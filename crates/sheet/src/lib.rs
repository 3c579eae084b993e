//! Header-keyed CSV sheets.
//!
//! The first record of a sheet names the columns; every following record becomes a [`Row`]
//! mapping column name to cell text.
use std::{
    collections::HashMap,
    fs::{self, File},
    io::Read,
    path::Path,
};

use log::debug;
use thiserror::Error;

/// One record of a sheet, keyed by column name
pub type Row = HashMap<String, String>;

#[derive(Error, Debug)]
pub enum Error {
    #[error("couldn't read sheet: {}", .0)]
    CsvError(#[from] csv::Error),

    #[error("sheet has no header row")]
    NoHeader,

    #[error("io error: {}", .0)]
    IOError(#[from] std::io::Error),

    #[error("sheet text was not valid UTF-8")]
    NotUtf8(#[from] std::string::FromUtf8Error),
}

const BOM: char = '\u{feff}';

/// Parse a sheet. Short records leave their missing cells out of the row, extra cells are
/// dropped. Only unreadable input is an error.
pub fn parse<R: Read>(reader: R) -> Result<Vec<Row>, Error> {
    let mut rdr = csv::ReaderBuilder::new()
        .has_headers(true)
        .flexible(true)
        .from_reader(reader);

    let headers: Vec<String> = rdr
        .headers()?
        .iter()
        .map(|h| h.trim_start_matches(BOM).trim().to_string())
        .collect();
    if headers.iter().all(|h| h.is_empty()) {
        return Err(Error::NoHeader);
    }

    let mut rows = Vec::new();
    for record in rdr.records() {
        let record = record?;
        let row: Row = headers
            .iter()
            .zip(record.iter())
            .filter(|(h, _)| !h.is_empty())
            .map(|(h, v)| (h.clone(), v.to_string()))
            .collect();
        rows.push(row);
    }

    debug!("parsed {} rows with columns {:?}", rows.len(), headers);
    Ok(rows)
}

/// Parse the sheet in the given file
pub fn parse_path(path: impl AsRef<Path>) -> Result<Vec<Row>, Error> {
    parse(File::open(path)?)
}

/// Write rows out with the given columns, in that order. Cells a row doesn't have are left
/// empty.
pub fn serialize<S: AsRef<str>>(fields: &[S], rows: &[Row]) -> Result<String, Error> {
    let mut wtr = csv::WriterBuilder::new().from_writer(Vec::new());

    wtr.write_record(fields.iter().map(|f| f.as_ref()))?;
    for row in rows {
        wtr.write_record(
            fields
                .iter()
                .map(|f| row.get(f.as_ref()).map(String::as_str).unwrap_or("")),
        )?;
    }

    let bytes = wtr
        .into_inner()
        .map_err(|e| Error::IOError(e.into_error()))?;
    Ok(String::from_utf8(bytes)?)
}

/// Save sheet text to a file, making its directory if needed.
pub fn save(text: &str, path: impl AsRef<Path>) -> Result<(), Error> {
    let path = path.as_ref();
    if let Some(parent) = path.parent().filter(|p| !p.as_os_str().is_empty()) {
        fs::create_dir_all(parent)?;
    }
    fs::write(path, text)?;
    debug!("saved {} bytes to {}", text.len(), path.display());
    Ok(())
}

········

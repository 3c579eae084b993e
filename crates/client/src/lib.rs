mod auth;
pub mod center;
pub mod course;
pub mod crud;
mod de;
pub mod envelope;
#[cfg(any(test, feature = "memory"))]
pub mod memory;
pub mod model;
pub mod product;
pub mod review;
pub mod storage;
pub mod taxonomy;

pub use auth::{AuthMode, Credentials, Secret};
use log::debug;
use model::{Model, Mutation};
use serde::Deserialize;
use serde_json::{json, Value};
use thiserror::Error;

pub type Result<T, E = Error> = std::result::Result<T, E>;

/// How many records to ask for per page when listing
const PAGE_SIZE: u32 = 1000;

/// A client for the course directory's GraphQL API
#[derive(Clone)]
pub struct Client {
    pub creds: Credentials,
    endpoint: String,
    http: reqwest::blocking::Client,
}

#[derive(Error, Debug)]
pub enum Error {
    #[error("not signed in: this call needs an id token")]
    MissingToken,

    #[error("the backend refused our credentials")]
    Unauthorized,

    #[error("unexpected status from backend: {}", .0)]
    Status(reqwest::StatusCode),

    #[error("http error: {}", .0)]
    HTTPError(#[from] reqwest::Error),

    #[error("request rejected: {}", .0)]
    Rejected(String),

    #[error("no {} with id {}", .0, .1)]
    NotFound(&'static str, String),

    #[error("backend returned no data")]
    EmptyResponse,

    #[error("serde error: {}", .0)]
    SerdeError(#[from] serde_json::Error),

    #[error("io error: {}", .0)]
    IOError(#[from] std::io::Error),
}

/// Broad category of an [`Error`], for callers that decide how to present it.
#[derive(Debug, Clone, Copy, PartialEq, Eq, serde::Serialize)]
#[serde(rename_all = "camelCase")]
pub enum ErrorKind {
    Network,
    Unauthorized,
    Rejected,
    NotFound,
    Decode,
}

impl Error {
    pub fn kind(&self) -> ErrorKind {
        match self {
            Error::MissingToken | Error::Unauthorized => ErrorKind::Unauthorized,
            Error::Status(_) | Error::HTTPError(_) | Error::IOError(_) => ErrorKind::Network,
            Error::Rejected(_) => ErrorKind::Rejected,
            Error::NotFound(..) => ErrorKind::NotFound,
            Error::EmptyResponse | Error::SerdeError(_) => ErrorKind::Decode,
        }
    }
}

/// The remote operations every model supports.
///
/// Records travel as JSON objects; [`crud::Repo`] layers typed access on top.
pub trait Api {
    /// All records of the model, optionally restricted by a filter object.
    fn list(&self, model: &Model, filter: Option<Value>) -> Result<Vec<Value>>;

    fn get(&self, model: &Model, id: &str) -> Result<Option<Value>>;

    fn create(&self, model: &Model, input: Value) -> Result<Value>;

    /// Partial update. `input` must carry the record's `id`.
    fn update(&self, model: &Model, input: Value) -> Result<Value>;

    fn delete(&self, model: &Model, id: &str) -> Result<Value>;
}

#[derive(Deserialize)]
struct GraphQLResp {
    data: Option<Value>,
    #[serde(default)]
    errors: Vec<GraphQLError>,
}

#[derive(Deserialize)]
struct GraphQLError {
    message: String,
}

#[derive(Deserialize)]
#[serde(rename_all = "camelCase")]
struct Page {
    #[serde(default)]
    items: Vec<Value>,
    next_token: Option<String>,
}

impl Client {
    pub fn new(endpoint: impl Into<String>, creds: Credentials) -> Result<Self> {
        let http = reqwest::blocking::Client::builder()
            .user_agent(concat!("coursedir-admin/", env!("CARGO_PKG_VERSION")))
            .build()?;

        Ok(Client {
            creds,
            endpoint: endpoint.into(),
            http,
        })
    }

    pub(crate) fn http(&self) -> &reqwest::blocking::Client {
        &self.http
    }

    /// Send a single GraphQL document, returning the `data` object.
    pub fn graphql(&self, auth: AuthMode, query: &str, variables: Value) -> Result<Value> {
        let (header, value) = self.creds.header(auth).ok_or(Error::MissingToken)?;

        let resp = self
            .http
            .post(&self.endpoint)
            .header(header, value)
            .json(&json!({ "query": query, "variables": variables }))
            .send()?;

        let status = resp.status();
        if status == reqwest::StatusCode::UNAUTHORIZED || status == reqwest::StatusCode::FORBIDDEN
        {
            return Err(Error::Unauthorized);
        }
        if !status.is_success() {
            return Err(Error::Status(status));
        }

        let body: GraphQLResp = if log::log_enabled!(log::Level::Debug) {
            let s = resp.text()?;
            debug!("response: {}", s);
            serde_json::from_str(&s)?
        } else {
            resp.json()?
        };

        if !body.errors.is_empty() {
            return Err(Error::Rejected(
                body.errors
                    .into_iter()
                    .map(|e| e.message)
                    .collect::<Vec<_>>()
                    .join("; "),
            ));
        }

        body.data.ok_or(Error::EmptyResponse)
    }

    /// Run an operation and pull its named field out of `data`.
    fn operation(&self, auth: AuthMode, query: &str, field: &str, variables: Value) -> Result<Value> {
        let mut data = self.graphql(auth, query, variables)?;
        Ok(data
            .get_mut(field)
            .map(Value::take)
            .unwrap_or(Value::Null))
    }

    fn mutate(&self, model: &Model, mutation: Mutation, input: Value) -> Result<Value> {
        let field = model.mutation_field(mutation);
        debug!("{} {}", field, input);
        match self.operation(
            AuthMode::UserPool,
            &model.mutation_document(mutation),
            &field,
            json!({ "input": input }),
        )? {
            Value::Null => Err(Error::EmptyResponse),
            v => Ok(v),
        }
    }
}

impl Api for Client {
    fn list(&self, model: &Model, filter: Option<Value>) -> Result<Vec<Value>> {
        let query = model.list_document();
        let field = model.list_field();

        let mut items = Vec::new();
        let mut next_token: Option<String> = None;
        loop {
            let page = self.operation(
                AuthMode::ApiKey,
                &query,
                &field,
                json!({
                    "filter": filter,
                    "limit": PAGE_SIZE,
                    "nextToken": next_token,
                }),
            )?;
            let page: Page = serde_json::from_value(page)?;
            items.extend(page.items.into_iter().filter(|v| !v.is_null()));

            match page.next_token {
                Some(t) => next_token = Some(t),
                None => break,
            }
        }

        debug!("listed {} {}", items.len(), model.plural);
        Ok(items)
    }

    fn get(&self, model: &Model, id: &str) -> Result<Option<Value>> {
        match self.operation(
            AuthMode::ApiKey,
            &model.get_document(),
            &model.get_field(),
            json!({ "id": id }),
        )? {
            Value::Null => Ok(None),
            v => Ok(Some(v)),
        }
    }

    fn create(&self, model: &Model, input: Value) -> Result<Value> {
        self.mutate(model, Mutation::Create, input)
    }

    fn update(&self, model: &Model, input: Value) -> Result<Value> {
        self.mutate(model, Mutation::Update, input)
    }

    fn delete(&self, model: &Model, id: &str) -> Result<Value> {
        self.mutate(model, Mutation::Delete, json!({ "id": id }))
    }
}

········

◆ What to do:
Look through the entries above, and wherever a line holds the string "given", copy it.

◆ Task response:
/// Parse the sheet in the given file
/// Write rows out with the given columns, in that order. Cells a row doesn't have are left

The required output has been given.